• Problem
Of the material below, only the lines from the line containing "type Output = T;" down to the line containing "the loop terminates." belong in the answer, written out exactly.

• Extracted material
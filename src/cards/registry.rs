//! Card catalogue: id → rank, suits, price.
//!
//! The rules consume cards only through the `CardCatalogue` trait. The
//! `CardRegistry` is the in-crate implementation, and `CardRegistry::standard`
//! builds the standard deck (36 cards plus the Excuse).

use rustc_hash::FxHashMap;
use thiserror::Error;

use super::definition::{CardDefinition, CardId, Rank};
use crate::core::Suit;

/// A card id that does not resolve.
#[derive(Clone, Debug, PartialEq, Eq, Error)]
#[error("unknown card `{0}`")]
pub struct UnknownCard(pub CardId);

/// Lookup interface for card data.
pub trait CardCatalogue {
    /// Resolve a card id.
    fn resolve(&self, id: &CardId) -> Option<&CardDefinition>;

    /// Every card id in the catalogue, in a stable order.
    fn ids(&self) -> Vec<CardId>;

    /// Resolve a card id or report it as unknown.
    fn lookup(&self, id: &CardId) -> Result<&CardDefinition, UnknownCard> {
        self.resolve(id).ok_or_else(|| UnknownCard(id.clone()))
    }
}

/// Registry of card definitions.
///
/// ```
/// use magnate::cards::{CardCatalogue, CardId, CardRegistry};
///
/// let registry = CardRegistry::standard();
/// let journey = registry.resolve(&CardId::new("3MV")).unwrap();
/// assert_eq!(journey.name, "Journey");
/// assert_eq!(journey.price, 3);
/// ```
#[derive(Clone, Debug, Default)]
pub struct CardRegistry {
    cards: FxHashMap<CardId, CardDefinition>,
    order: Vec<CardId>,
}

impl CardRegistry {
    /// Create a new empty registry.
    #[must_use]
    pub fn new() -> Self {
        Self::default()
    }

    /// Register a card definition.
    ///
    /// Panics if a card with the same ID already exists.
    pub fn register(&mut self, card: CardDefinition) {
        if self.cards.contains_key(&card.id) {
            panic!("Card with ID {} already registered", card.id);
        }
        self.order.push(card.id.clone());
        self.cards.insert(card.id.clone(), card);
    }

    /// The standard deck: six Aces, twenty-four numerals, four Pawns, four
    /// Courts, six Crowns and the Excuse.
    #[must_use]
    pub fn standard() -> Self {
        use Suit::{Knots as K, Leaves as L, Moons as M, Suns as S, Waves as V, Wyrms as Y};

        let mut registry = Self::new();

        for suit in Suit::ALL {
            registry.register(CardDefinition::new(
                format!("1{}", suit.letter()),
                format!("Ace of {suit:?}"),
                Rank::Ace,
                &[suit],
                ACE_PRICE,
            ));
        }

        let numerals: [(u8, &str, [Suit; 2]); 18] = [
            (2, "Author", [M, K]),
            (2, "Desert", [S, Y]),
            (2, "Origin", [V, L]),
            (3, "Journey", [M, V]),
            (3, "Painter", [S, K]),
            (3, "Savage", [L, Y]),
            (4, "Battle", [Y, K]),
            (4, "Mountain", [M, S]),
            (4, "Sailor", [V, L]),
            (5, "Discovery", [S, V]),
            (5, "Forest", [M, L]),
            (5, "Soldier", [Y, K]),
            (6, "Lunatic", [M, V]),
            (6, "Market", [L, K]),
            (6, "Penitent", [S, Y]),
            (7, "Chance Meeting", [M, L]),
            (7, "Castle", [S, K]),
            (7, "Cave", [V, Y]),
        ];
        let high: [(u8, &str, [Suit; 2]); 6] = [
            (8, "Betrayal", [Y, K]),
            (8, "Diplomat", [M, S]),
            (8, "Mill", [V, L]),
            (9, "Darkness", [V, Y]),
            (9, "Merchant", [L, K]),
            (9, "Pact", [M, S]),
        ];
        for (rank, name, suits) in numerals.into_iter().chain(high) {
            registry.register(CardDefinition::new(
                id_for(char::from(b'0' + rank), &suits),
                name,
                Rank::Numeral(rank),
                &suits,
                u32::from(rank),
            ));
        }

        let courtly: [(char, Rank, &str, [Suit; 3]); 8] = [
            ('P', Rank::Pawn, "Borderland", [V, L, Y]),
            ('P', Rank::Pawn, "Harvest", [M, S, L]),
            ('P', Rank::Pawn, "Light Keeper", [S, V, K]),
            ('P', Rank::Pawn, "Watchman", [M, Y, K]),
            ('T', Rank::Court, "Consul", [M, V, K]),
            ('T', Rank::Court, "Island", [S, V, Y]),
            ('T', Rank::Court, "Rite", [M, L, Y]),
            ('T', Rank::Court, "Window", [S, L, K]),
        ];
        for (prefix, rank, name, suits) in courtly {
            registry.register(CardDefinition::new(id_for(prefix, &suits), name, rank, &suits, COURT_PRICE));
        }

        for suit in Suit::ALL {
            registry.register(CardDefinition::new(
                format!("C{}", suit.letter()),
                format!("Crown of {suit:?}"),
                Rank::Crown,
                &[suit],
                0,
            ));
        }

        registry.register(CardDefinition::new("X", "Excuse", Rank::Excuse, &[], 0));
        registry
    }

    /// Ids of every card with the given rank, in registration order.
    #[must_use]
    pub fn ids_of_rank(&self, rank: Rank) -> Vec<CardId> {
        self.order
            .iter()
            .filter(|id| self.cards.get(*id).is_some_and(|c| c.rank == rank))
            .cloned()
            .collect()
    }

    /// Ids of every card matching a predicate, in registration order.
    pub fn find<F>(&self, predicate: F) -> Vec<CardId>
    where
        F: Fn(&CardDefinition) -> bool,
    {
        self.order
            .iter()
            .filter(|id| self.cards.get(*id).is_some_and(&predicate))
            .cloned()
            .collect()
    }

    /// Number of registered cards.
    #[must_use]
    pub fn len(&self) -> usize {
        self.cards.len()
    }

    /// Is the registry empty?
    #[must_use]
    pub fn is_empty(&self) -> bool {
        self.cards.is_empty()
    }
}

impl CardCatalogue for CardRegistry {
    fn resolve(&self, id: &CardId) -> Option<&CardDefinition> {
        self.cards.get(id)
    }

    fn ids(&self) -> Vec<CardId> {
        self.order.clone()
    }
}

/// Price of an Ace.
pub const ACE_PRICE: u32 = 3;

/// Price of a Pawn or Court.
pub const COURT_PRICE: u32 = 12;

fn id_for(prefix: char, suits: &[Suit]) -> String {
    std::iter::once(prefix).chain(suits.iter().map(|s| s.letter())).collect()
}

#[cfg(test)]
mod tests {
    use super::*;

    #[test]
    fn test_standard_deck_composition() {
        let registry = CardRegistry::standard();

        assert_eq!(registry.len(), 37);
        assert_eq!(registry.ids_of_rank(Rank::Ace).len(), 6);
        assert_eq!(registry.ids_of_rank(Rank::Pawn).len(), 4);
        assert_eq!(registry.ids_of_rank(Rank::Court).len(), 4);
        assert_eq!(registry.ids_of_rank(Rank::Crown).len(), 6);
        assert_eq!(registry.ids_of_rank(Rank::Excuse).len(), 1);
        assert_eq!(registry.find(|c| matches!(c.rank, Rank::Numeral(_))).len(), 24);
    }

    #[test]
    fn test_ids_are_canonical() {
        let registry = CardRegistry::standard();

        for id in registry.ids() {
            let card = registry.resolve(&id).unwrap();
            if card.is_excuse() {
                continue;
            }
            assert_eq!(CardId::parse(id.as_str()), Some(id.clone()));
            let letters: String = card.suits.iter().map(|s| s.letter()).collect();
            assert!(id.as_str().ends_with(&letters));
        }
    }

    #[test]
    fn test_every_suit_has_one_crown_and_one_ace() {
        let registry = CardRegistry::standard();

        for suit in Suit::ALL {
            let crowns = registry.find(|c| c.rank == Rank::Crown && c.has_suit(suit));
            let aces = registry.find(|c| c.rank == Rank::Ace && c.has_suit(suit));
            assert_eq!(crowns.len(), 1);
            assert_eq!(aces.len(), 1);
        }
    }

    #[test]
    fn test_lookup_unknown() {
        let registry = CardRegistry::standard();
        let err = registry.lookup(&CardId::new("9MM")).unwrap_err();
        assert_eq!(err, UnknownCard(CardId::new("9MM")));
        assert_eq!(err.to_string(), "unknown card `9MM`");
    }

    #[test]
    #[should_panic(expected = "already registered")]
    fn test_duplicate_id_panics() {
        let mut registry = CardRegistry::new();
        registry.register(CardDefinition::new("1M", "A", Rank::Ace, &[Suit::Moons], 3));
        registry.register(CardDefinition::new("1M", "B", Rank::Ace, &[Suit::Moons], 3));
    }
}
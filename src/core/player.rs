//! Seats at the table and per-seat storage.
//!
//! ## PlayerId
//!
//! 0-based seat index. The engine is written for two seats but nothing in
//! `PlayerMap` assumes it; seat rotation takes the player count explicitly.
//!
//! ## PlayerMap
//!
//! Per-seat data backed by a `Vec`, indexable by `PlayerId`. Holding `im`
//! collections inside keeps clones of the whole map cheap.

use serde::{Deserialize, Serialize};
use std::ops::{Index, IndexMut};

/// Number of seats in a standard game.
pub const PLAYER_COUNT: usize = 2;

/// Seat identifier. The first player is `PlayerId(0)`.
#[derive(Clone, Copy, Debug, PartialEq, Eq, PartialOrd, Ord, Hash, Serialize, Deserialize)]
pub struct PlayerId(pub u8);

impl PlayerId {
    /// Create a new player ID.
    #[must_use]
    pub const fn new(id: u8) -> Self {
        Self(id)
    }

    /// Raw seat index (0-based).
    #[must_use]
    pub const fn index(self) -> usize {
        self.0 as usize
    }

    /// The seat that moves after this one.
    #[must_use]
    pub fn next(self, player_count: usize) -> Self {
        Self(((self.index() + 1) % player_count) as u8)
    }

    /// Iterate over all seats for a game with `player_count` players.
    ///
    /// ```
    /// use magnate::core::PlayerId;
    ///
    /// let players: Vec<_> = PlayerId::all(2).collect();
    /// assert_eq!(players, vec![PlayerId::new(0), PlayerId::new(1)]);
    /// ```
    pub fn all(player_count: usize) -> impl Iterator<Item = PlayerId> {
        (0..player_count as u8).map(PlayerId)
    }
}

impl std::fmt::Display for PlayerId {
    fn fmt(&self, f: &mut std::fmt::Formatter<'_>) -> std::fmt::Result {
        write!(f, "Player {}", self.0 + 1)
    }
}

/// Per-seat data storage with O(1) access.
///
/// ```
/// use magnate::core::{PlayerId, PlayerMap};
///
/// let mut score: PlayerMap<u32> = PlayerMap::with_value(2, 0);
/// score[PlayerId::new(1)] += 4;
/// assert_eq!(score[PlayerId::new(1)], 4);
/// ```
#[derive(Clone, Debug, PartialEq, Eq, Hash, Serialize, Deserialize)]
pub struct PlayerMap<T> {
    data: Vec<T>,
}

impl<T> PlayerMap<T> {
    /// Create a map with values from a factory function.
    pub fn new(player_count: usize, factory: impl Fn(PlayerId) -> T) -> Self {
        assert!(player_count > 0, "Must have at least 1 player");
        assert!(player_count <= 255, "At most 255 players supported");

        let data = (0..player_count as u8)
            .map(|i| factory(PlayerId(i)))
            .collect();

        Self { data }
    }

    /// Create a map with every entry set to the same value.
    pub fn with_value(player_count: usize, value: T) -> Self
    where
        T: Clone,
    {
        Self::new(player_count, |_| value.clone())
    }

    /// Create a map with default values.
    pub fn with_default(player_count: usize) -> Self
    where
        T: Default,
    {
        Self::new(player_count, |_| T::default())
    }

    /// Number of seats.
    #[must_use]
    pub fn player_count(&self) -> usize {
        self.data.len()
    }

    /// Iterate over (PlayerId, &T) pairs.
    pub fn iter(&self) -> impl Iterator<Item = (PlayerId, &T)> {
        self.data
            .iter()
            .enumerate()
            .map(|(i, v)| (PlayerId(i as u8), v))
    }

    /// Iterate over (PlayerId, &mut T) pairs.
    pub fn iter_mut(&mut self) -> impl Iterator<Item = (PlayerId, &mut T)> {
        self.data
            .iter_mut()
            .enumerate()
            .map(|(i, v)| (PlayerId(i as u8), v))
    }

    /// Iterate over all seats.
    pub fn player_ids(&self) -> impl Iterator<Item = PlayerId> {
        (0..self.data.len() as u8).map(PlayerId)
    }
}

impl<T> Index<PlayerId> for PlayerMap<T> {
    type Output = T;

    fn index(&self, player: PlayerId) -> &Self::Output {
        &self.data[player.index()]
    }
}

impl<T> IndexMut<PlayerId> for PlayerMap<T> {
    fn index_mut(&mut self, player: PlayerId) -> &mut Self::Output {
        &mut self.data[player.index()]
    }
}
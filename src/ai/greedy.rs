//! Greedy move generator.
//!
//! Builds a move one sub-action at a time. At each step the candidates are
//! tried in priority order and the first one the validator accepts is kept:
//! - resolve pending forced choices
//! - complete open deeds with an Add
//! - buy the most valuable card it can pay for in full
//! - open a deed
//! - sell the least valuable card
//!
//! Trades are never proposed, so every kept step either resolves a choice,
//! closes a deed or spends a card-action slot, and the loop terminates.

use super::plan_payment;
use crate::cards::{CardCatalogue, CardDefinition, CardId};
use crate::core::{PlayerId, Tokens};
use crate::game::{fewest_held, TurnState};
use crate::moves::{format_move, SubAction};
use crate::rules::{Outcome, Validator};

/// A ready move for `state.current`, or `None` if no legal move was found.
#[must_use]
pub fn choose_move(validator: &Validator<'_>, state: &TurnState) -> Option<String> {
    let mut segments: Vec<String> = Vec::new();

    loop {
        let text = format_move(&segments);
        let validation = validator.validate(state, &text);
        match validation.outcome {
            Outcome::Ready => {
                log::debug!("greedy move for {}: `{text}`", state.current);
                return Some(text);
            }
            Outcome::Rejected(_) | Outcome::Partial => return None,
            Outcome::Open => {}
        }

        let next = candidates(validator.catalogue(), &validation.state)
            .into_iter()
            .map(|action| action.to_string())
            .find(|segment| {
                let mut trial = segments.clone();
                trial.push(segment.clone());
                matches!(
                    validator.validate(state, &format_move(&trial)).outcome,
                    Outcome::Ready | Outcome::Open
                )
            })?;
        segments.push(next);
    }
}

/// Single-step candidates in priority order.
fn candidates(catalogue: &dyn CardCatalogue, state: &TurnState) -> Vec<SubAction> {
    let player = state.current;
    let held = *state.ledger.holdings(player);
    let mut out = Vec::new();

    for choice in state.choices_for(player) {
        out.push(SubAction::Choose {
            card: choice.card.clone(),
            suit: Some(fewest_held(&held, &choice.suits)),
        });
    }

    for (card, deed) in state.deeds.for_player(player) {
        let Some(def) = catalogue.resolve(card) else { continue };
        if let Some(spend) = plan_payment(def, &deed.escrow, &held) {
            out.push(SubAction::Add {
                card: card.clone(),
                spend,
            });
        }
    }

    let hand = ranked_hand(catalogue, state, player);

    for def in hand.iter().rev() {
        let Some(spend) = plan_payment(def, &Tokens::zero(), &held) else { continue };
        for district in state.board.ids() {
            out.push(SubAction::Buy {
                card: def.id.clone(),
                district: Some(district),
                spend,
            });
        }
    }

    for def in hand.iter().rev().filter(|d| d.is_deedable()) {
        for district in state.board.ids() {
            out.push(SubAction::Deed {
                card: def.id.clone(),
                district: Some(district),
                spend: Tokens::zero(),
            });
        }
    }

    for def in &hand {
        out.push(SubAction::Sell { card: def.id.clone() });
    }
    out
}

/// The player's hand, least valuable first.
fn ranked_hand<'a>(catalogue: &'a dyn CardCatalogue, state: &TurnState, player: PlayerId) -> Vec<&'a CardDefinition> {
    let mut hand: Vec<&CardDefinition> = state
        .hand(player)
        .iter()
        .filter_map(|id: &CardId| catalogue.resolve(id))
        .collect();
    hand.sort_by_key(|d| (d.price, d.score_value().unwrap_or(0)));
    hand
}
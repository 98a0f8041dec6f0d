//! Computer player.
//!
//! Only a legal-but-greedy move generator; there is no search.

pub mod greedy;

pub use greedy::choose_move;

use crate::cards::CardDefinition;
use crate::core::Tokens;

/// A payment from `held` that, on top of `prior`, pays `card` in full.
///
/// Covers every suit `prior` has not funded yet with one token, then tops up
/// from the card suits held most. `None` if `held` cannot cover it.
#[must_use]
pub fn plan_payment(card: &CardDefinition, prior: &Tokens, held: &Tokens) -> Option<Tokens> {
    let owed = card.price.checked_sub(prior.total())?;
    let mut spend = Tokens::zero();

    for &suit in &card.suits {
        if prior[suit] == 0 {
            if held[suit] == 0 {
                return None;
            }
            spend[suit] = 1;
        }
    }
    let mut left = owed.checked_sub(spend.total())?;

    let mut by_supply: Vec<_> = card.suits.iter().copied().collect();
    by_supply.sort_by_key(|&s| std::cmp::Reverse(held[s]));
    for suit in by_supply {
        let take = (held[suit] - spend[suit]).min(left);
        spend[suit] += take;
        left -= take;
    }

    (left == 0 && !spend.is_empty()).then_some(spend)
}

• Result of the exercise
    type Output = T;

    fn index(&self, player: PlayerId) -> &Self::Output {
        &self.data[player.index()]
    }
}

impl<T> IndexMut<PlayerId> for PlayerMap<T> {
    fn index_mut(&mut self, player: PlayerId) -> &mut Self::Output {
        &mut self.data[player.index()]
    }
}
filename src/ai/greedy.rs
//! Greedy move generator.
//!
//! Builds a move one sub-action at a time. At each step the candidates are
//! tried in priority order and the first one the validator accepts is kept:
//! - resolve pending forced choices
//! - complete open deeds with an Add
//! - buy the most valuable card it can pay for in full
//! - open a deed
//! - sell the least valuable card
//!
//! Trades are never proposed, so every kept step either resolves a choice,
//! closes a deed or spends a card-action slot, and the loop terminates.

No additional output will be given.